Jusque-là, Stevie Wonder avait répondu prudemment, et avec une pudeur qui l'honore, aux questions des journalistes au sujet du chanteur disparu, soulignant d'entrée qu'il s'était fait plutôt discret depuis la mort de la Jackson. Quand on lui a demandé pourquoi il n'avait pas connu le même destin, lui qui a lancé son premier album à 11 ans et a aussi grandi sous les projecteurs, Wonder a dit en substance que s'il n'avait pas croulé sous la pression, c'est qu'il n'avait de comptes à rendre qu'à Dieu et que tout le reste était secondaire. Les journalistes sont revenus à la charge et Wonder a répondu qu'il ne connaissait pas tout de Michael Jackson et qu'il n'accordait pas d'importance au ouï-dire.
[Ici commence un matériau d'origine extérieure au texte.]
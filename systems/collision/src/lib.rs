#![deny(
    unsafe_code,
    missing_docs,
    dead_code,
    unused_results,
    non_snake_case,
    unreachable_pub
)]

//! Pure system that resolves contacts between projectiles, zombies and plants.
//!
//! The system never mutates world state. It receives lightweight bodies in
//! collection order and reports every consequence of the contact pass in a
//! [`CollisionOutcome`] so the world can apply removals in a single batch.

use lawn_defence_core::{PlantId, ProjectileId, Rect, ZombieId};

/// Projectile participating in the contact pass.
#[derive(Clone, Copy, Debug, PartialEq)]
pub struct ProjectileBody {
    /// Identifier of the projectile.
    pub id: ProjectileId,
    /// Pixel bounds after this frame's movement.
    pub bounds: Rect,
    /// Health removed from the zombie that is hit.
    pub damage: f32,
}

/// Zombie participating in the contact pass.
#[derive(Clone, Copy, Debug, PartialEq)]
pub struct ZombieBody {
    /// Identifier of the zombie.
    pub id: ZombieId,
    /// Pixel bounds after this frame's movement.
    pub bounds: Rect,
    /// Health before the pass.
    pub health: f32,
}

/// Plant participating in the contact pass.
#[derive(Clone, Copy, Debug, PartialEq)]
pub struct PlantBody {
    /// Identifier of the plant.
    pub id: PlantId,
    /// Pixel bounds of the plant body.
    pub bounds: Rect,
    /// Health before the pass.
    pub health: f32,
}

/// State of a surviving zombie after the pass.
#[derive(Clone, Copy, Debug, PartialEq)]
pub struct ZombieOutcome {
    /// Identifier of the zombie.
    pub id: ZombieId,
    /// Health after projectile hits.
    pub health: f32,
    /// Indicates whether the zombie is eating a plant and must stand still.
    pub attacking: bool,
}

/// Every consequence of a single contact pass.
#[derive(Clone, Debug, Default, PartialEq)]
pub struct CollisionOutcome {
    /// Projectiles consumed by a hit, in the order they hit.
    pub spent_projectiles: Vec<ProjectileId>,
    /// Zombies whose health dropped to zero, in the order they died.
    pub killed_zombies: Vec<ZombieId>,
    /// Surviving zombies in collection order.
    pub zombies: Vec<ZombieOutcome>,
    /// Plants that were eaten, in the order they fell.
    pub destroyed_plants: Vec<PlantId>,
    /// Bitten plants that are still standing together with their new health.
    pub bitten_plants: Vec<(PlantId, f32)>,
}

impl CollisionOutcome {
    fn clear(&mut self) {
        self.spent_projectiles.clear();
        self.killed_zombies.clear();
        self.zombies.clear();
        self.destroyed_plants.clear();
        self.bitten_plants.clear();
    }
}

/// Contact resolution system that reuses scratch buffers between frames.
#[derive(Debug, Default)]
pub struct Collision {
    zombie_health: Vec<f32>,
    zombie_alive: Vec<bool>,
    plant_health: Vec<f32>,
    plant_bitten: Vec<bool>,
}

impl Collision {
    /// Creates a new collision system with empty scratch buffers.
    #[must_use]
    pub fn new() -> Self {
        Self::default()
    }

    /// Resolves projectile hits first and zombie bites second.
    ///
    /// A projectile damages at most one zombie and a dead zombie neither
    /// absorbs further projectiles nor bites. Bite damage is a fixed amount per
    /// call, independent of frame duration. The output buffer is cleared
    /// before it is populated.
    pub fn resolve(
        &mut self,
        projectiles: &[ProjectileBody],
        zombies: &[ZombieBody],
        plants: &[PlantBody],
        bite_damage: f32,
        out: &mut CollisionOutcome,
    ) {
        out.clear();
        self.prepare(zombies, plants);

        for projectile in projectiles {
            self.strike(projectile, zombies, out);
        }

        for (index, zombie) in zombies.iter().enumerate() {
            if !self.zombie_alive[index] {
                continue;
            }

            let attacking = self.bite(zombie, plants, bite_damage, out);
            out.zombies.push(ZombieOutcome {
                id: zombie.id,
                health: self.zombie_health[index],
                attacking,
            });
        }

        for (index, plant) in plants.iter().enumerate() {
            if self.plant_bitten[index] && self.plant_health[index] > 0.0 {
                out.bitten_plants.push((plant.id, self.plant_health[index]));
            }
        }
    }

    fn prepare(&mut self, zombies: &[ZombieBody], plants: &[PlantBody]) {
        self.zombie_health.clear();
        self.zombie_health
            .extend(zombies.iter().map(|zombie| zombie.health));
        self.zombie_alive.clear();
        self.zombie_alive.resize(zombies.len(), true);

        self.plant_health.clear();
        self.plant_health
            .extend(plants.iter().map(|plant| plant.health));
        self.plant_bitten.clear();
        self.plant_bitten.resize(plants.len(), false);
    }

    fn strike(
        &mut self,
        projectile: &ProjectileBody,
        zombies: &[ZombieBody],
        out: &mut CollisionOutcome,
    ) {
        for (index, zombie) in zombies.iter().enumerate() {
            if !self.zombie_alive[index] || !projectile.bounds.overlaps(&zombie.bounds) {
                continue;
            }

            self.zombie_health[index] -= projectile.damage;
            out.spent_projectiles.push(projectile.id);

            if self.zombie_health[index] <= 0.0 {
                self.zombie_health[index] = 0.0;
                self.zombie_alive[index] = false;
                out.killed_zombies.push(zombie.id);
            }
            return;
        }
    }

    fn bite(
        &mut self,
        zombie: &ZombieBody,
        plants: &[PlantBody],
        bite_damage: f32,
        out: &mut CollisionOutcome,
    ) -> bool {
        let mut attacking = false;

        for (index, plant) in plants.iter().enumerate() {
            if self.plant_health[index] <= 0.0 || !zombie.bounds.overlaps(&plant.bounds) {
                continue;
            }

            attacking = true;
            self.plant_bitten[index] = true;
            self.plant_health[index] -= bite_damage;

            if self.plant_health[index] <= 0.0 {
                self.plant_health[index] = 0.0;
                out.destroyed_plants.push(plant.id);
                attacking = false;
            }
        }

        attacking
    }
}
Faisant référence à d'autres grands disparus comme John Lennon, Marvin Gaye et Bob Marley, il a rappelé que même si on aime profondément la vie, personne ne vit éternellement. «On peut juste faire son possible pour soi-même et pour ceux qu'on aime et, à ce chapitre, je pense que Michael a fait du bon travail.»
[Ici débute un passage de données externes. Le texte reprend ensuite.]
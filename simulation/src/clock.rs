use std::time::Duration;

/// Converts host timestamps into frame deltas.
#[derive(Clone, Copy, Debug, Default)]
pub(crate) struct FrameClock {
    last: Option<Duration>,
}

impl FrameClock {
    /// Returns the time since the previous call, or zero after a reset.
    ///
    /// Timestamps that run backwards yield a zero delta.
    pub(crate) fn delta(&mut self, now: Duration) -> Duration {
        let dt = self
            .last
            .map_or(Duration::ZERO, |last| now.saturating_sub(last));
        self.last = Some(now);
        dt
    }

    pub(crate) fn reset(&mut self) {
        self.last = None;
    }
}

#[cfg(test)]
mod tests {
    use super::*;

    #[test]
    fn first_frame_after_reset_has_zero_delta() {
        let mut clock = FrameClock::default();
        assert_eq!(clock.delta(Duration::from_millis(500)), Duration::ZERO);
        assert_eq!(
            clock.delta(Duration::from_millis(516)),
            Duration::from_millis(16)
        );

        clock.reset();
        assert_eq!(clock.delta(Duration::from_millis(900)), Duration::ZERO);
    }

    #[test]
    fn clock_tolerates_backwards_timestamps() {
        let mut clock = FrameClock::default();
        let _ = clock.delta(Duration::from_millis(500));
        assert_eq!(clock.delta(Duration::from_millis(400)), Duration::ZERO);
    }
}
/// Applies the provided command to the world, mutating state deterministically.
pub fn apply(world: &mut World, command: Command, out_events: &mut Vec<Event>) {
    match command {
        Command::SelectDifficulty { difficulty } => {
            world.select_difficulty(difficulty, out_events);
        }
        Command::Start => world.start(out_events),
        Command::TogglePause => world.toggle_pause(out_events),
        Command::Reset => {
            world.reset_session();
            log::info!("session reset");
            out_events.push(Event::SessionReset);
        }
        Command::Tick { dt } => world.tick(dt, out_events),
        Command::SpawnZombie { row } => world.spawn_zombie(row, out_events),
        Command::SpawnSun { x } => world.spawn_sun(x, out_events),
        Command::ProduceSun { plant } => world.produce_sun(plant, out_events),
        Command::FireProjectile { plant } => world.fire_projectile(plant, out_events),
        Command::AdvanceEntities { dt } => world.advance_entities(dt, out_events),
        Command::PlacePlant { kind, cell } => world.place_plant(kind, cell, out_events),
        Command::CollectSun { point } => world.collect_sun(point, out_events),
        Command::AcceptLevelUp => world.accept_level_up(out_events),
        Command::DeclineLevelUp => world.decline_level_up(out_events),
    }
}
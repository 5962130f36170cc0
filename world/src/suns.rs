//! Sun state, falling motion and expiry.

use std::time::Duration;

use lawn_defence_core::{FieldPoint, Rect, SunId, SunOrigin, SunSnapshot};

#[derive(Clone, Debug)]
pub(crate) struct Sun {
    pub(crate) id: SunId,
    pub(crate) origin: SunOrigin,
    pub(crate) bounds: Rect,
    pub(crate) fall_speed: f32,
    pub(crate) collected: bool,
    pub(crate) age: Duration,
    pub(crate) lifetime: Duration,
}

impl Sun {
    /// Falls by the per-tick speed and ages by the frame duration.
    ///
    /// A sun older than its lifetime is flagged as collected without crediting
    /// anyone, so the next prune discards it.
    pub(crate) fn advance(&mut self, dt: Duration) {
        self.bounds.y += self.fall_speed;
        self.age = self.age.saturating_add(dt);
        if self.age > self.lifetime {
            self.collected = true;
        }
    }

    pub(crate) fn is_live(&self) -> bool {
        !self.collected
    }

    pub(crate) fn hit(&self, point: FieldPoint) -> bool {
        self.is_live() && self.bounds.contains(point)
    }

    pub(crate) fn snapshot(&self) -> SunSnapshot {
        SunSnapshot {
            id: self.id,
            origin: self.origin,
            bounds: self.bounds,
            collected: self.collected,
            age: self.age,
            lifetime: self.lifetime,
        }
    }
}
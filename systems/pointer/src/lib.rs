#![deny(
    unsafe_code,
    missing_docs,
    dead_code,
    unused_results,
    non_snake_case,
    unreachable_pub
)]

//! Pure input system that turns pointer presses into collection or placement commands.

use lawn_defence_core::{Command, FieldPoint, FieldRules, PlantKind, RunPhase, SunView};

/// Pointer system that remembers which plant the player picked from the seed bar.
#[derive(Clone, Copy, Debug, PartialEq, Eq)]
pub struct Pointer {
    selected: PlantKind,
}

impl Default for Pointer {
    fn default() -> Self {
        Self::new()
    }
}

impl Pointer {
    /// Creates a pointer system with the sunflower selected.
    #[must_use]
    pub const fn new() -> Self {
        Self {
            selected: PlantKind::Sunflower,
        }
    }

    /// Plant kind grown by the next press on an empty spot.
    #[must_use]
    pub const fn selected(&self) -> PlantKind {
        self.selected
    }

    /// Chooses the plant kind grown by subsequent presses.
    pub fn select(&mut self, kind: PlantKind) {
        self.selected = kind;
    }

    /// Translates a press at the provided field position into at most one command.
    ///
    /// Suns take priority: the first uncollected sun whose bounds contain the
    /// point is collected. Otherwise the press plants the selected kind in the
    /// cell under the pointer; the world validates bounds, occupancy and funds.
    /// Presses are ignored unless the run is in progress.
    pub fn handle(
        &mut self,
        phase: RunPhase,
        press: Option<FieldPoint>,
        suns: &SunView,
        field: &FieldRules,
        out: &mut Vec<Command>,
    ) {
        if !phase.is_running() {
            return;
        }
        let Some(point) = press else {
            return;
        };

        let hits_sun = suns
            .iter()
            .any(|sun| !sun.collected && sun.bounds.contains(point));
        if hits_sun {
            out.push(Command::CollectSun { point });
            return;
        }

        if let Some(cell) = field.cell_at(point) {
            out.push(Command::PlacePlant {
                kind: self.selected,
                cell,
            });
        }
    }
}

#[cfg(test)]
mod tests {
    use super::*;
    use lawn_defence_core::{CellCoord, Rect, SunId, SunOrigin, SunSnapshot};
    use std::time::Duration;

    fn sun_at(x: f32, y: f32, collected: bool) -> SunView {
        SunView::from_snapshots(vec![SunSnapshot {
            id: SunId::new(0),
            origin: SunOrigin::Sky,
            bounds: Rect::new(x, y, 30.0, 30.0),
            collected,
            age: Duration::ZERO,
            lifetime: Duration::from_secs(10),
        }])
    }

    #[test]
    fn press_on_sun_collects_it() {
        let mut pointer = Pointer::new();
        let mut out = Vec::new();
        let point = FieldPoint::new(130.0, 130.0);

        pointer.handle(
            RunPhase::Running,
            Some(point),
            &sun_at(100.0, 100.0, false),
            &FieldRules::default(),
            &mut out,
        );

        assert_eq!(out, vec![Command::CollectSun { point }]);
    }

    #[test]
    fn press_on_collected_sun_plants_instead() {
        let mut pointer = Pointer::new();
        pointer.select(PlantKind::WallNut);
        let mut out = Vec::new();

        pointer.handle(
            RunPhase::Running,
            Some(FieldPoint::new(110.0, 110.0)),
            &sun_at(100.0, 100.0, true),
            &FieldRules::default(),
            &mut out,
        );

        assert_eq!(
            out,
            vec![Command::PlacePlant {
                kind: PlantKind::WallNut,
                cell: CellCoord::new(1, 1),
            }]
        );
    }

    #[test]
    fn press_while_paused_is_ignored() {
        let mut pointer = Pointer::new();
        let mut out = Vec::new();

        pointer.handle(
            RunPhase::Paused,
            Some(FieldPoint::new(10.0, 10.0)),
            &SunView::default(),
            &FieldRules::default(),
            &mut out,
        );

        assert!(out.is_empty());
    }

    #[test]
    fn press_above_the_lawn_emits_nothing() {
        let mut pointer = Pointer::new();
        let mut out = Vec::new();

        pointer.handle(
            RunPhase::Running,
            Some(FieldPoint::new(10.0, -5.0)),
            &SunView::default(),
            &FieldRules::default(),
            &mut out,
        );

        assert!(out.is_empty());
    }
}
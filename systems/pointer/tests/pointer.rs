use lawn_defence_core::{
    CellCoord, Command, Difficulty, Event, FieldPoint, PlacementError, PlantKind,
};
use lawn_defence_system_pointer::Pointer;
use lawn_defence_world::{self as world, query, World};

fn running_world() -> World {
    let mut world = World::new();
    let mut events = Vec::new();
    world::apply(
        &mut world,
        Command::SelectDifficulty {
            difficulty: Difficulty::Normal,
        },
        &mut events,
    );
    world::apply(&mut world, Command::Start, &mut events);
    world
}

fn press(world: &mut World, pointer: &mut Pointer, point: FieldPoint) -> Vec<Event> {
    let mut commands = Vec::new();
    let rules = query::rules(world).field.clone();
    pointer.handle(
        query::phase(world),
        Some(point),
        &query::sun_view(world),
        &rules,
        &mut commands,
    );

    let mut events = Vec::new();
    for command in commands {
        world::apply(world, command, &mut events);
    }
    events
}

#[test]
fn press_plants_selected_kind_in_cell_under_pointer() {
    let mut world = running_world();
    let mut pointer = Pointer::new();
    pointer.select(PlantKind::Peashooter);

    let events = press(&mut world, &mut pointer, FieldPoint::new(160.0, 80.0));

    assert!(matches!(
        events.as_slice(),
        [Event::PlantPlaced {
            kind: PlantKind::Peashooter,
            ..
        }]
    ));
    assert!(query::plant_at(&world, CellCoord::new(2, 1)).is_some());
    assert_eq!(query::sun_balance(&world), 0);
}

#[test]
fn press_beyond_the_lawn_is_rejected_by_the_world() {
    let mut world = running_world();
    let mut pointer = Pointer::new();

    let events = press(&mut world, &mut pointer, FieldPoint::new(950.0, 10.0));

    assert_eq!(
        events,
        vec![Event::PlantPlacementRejected {
            kind: PlantKind::Sunflower,
            cell: CellCoord::new(12, 0),
            reason: PlacementError::OutOfBounds,
        }]
    );
}

#[test]
fn press_on_sun_collects_instead_of_planting() {
    let mut world = running_world();
    let mut pointer = Pointer::new();
    let mut events = Vec::new();
    world::apply(&mut world, Command::SpawnSun { x: 300.0 }, &mut events);

    let events = press(&mut world, &mut pointer, FieldPoint::new(330.0, 10.0));

    assert!(matches!(
        events.as_slice(),
        [Event::SunCollected { value: 25, .. }]
    ));
    assert!(query::plant_view(&world).is_empty());
    assert_eq!(query::sun_balance(&world), 125);
}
Lors de ses deux dernier concerts, Stevie Wonder a rendu hommage à sa façon à Michael Jackson, mais il n'a pas voulu en dire davantage sur le spectacle qu'il allait donner dans la soirée, sinon qu'on y célébrerait Michael Jackson, artistes et public réunis.

Trois projets



Avant de faire un album de jazz avec Tony Bennett et Quincy Jones, Stevie Wonder terminera d'abord l'album de gospel qu'il a promis à sa mère Lula et avec qui il y collaborait avant qu'elle meure il y a trois ans: «Ce ne sera pas que du gospel traditionnel, il y aura aussi des chants arabes, hébreux, zulu...» Il compte aussi s'attaquer à un autre projet, Through the Eyes of Wonder, une «performance visuelle» qu'il veut présenter de par le monde. «Si tout va bien, je pourrai faire mon album de jazz entre les deux», a-t-il ajouté.

Interrogé sur le programme de la soirée, l'artiste a réitéré qu'il était un grand fan de jazz, ajoutant qu'il reprendrait sûrement le classique All Blues de Miles Davis, en plus de ses succès dont Superstition, mais qu'il se laisserait guider par son inspiration et par la réaction du public.

Parlant de Miles Davis, Alain Simard et André Ménard, visiblement émus, lui ont remis le Spirit Award, un bronze inspiré de l'autoportrait que Davis a donné au festival de jazz montréalais. Ce trophée remis à un artiste innovateur et influent (Paul Simon, Bob Dylan et Leonard Cohen), non seulement Stevie Wonder l'a-t-il accepté en main propre, ce que n'ont pas fait tous les lauréats précédents, mais quand Simard a voulu l'en débarrasser pour lui permettre de mieux répondre aux questions, Wonder l'a arrêté sec: «Touche pas à mon trophée!»

Non, Stevie Wonder n'est vraiment pas comme les autres.